→ RECORDS PROVIDED:
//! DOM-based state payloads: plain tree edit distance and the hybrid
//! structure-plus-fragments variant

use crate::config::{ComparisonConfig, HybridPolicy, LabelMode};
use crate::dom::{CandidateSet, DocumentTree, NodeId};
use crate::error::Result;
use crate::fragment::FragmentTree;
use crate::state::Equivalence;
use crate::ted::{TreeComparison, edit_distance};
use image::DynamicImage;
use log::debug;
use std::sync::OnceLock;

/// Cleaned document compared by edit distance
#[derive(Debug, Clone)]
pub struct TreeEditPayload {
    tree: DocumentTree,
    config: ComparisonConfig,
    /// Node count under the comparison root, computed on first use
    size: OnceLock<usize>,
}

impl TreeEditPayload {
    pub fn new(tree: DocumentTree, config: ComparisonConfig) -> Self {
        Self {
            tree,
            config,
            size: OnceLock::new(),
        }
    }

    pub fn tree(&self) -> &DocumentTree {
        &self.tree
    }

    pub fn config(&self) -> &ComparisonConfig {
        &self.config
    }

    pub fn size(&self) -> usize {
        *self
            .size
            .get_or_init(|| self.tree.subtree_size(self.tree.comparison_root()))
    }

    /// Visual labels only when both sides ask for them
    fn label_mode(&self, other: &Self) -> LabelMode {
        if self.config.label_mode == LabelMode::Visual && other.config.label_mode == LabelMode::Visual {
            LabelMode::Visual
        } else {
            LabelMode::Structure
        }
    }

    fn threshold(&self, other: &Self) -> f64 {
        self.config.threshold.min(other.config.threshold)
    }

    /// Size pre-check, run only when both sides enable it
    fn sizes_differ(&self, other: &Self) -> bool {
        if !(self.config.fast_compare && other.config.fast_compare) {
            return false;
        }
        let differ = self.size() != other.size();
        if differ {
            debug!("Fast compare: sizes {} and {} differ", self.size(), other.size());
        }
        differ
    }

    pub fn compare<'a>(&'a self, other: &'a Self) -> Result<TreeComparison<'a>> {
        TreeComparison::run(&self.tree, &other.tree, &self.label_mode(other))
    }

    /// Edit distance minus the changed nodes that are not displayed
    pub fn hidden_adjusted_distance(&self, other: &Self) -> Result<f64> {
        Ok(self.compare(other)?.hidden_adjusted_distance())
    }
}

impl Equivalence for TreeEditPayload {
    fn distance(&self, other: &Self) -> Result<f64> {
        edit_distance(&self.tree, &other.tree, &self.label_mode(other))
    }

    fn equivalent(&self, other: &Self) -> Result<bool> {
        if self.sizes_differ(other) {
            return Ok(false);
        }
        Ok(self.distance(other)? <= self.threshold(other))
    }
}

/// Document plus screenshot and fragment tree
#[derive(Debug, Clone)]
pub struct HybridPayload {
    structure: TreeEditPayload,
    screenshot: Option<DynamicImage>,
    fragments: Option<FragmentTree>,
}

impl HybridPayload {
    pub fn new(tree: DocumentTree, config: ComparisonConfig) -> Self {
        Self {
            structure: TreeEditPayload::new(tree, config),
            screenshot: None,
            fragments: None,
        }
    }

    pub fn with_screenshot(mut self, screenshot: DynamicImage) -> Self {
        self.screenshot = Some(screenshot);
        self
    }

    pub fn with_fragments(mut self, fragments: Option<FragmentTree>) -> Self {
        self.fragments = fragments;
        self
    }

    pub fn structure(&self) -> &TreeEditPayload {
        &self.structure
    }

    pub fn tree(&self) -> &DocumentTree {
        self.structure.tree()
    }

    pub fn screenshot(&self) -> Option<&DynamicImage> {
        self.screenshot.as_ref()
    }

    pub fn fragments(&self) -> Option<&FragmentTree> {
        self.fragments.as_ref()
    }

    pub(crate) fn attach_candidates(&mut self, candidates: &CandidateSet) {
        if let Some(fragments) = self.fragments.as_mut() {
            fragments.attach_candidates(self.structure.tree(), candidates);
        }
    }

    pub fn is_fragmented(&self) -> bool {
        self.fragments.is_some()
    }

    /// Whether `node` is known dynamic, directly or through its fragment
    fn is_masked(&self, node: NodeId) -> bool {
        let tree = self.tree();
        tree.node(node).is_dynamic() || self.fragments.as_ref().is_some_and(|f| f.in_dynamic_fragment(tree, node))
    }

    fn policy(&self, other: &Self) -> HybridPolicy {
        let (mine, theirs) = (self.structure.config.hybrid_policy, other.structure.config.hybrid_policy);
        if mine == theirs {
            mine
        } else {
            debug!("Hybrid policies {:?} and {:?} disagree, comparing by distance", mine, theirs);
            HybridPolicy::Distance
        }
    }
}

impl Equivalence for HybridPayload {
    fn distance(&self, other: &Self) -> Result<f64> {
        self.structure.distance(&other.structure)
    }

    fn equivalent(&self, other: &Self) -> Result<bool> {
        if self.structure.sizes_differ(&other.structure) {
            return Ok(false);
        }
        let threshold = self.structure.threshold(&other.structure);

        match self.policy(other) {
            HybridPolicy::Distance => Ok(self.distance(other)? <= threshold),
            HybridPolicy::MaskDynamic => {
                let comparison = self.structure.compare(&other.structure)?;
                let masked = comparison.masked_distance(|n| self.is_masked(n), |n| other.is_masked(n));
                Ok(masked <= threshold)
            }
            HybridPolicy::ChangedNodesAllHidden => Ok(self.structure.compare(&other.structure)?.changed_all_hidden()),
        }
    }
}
--
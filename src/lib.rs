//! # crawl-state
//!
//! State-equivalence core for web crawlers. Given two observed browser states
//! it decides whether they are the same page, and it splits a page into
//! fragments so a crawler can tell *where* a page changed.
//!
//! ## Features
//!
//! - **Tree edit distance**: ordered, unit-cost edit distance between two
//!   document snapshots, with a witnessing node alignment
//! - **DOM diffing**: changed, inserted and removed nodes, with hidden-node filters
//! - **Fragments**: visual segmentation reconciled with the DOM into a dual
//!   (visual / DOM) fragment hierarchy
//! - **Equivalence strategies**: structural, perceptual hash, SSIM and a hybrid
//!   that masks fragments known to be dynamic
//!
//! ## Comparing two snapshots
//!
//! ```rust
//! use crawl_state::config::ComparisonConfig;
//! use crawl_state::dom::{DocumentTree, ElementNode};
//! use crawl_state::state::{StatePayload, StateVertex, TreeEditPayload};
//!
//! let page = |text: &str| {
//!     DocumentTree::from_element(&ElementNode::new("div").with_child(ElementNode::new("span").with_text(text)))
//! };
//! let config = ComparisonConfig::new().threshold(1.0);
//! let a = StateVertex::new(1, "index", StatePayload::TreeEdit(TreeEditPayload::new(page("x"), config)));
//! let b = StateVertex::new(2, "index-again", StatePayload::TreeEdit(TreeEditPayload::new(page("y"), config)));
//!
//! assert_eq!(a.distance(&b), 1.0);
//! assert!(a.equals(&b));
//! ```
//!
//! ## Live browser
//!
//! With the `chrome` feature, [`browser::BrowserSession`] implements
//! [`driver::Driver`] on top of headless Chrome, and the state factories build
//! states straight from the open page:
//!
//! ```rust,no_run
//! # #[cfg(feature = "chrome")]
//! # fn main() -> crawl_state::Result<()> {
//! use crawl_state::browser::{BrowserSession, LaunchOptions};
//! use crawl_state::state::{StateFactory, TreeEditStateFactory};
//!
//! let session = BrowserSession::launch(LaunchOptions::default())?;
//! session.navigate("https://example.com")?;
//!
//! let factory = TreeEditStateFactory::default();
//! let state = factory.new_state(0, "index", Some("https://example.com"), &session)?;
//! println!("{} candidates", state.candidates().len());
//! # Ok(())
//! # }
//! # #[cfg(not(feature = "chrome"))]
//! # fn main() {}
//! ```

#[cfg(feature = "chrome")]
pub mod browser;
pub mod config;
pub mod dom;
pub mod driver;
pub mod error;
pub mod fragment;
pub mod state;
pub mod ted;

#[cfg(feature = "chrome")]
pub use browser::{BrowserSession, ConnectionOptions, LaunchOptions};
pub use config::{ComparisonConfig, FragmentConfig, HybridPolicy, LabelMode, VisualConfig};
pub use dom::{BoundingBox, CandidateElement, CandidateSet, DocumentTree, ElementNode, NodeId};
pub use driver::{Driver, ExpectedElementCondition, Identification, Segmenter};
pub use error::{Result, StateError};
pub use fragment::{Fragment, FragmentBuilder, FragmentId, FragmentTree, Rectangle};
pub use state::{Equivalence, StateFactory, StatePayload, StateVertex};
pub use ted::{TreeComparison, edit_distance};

→ WORK TO COMPLETE: From the listing above, the lines starting with the one that has "sides enable it" and running through the one that has "pub fn compare<'a>(&'a" should be copied exactly, ends included.

→ EXERCISE RESULT:
    /// Size pre-check, run only when both sides enable it
    fn sizes_differ(&self, other: &Self) -> bool {
        if !(self.config.fast_compare && other.config.fast_compare) {
            return false;
        }
        let differ = self.size() != other.size();
        if differ {
            debug!("Fast compare: sizes {} and {} differ", self.size(), other.size());
        }
        differ
    }

    pub fn compare<'a>(&'a self, other: &'a Self) -> Result<TreeComparison<'a>> {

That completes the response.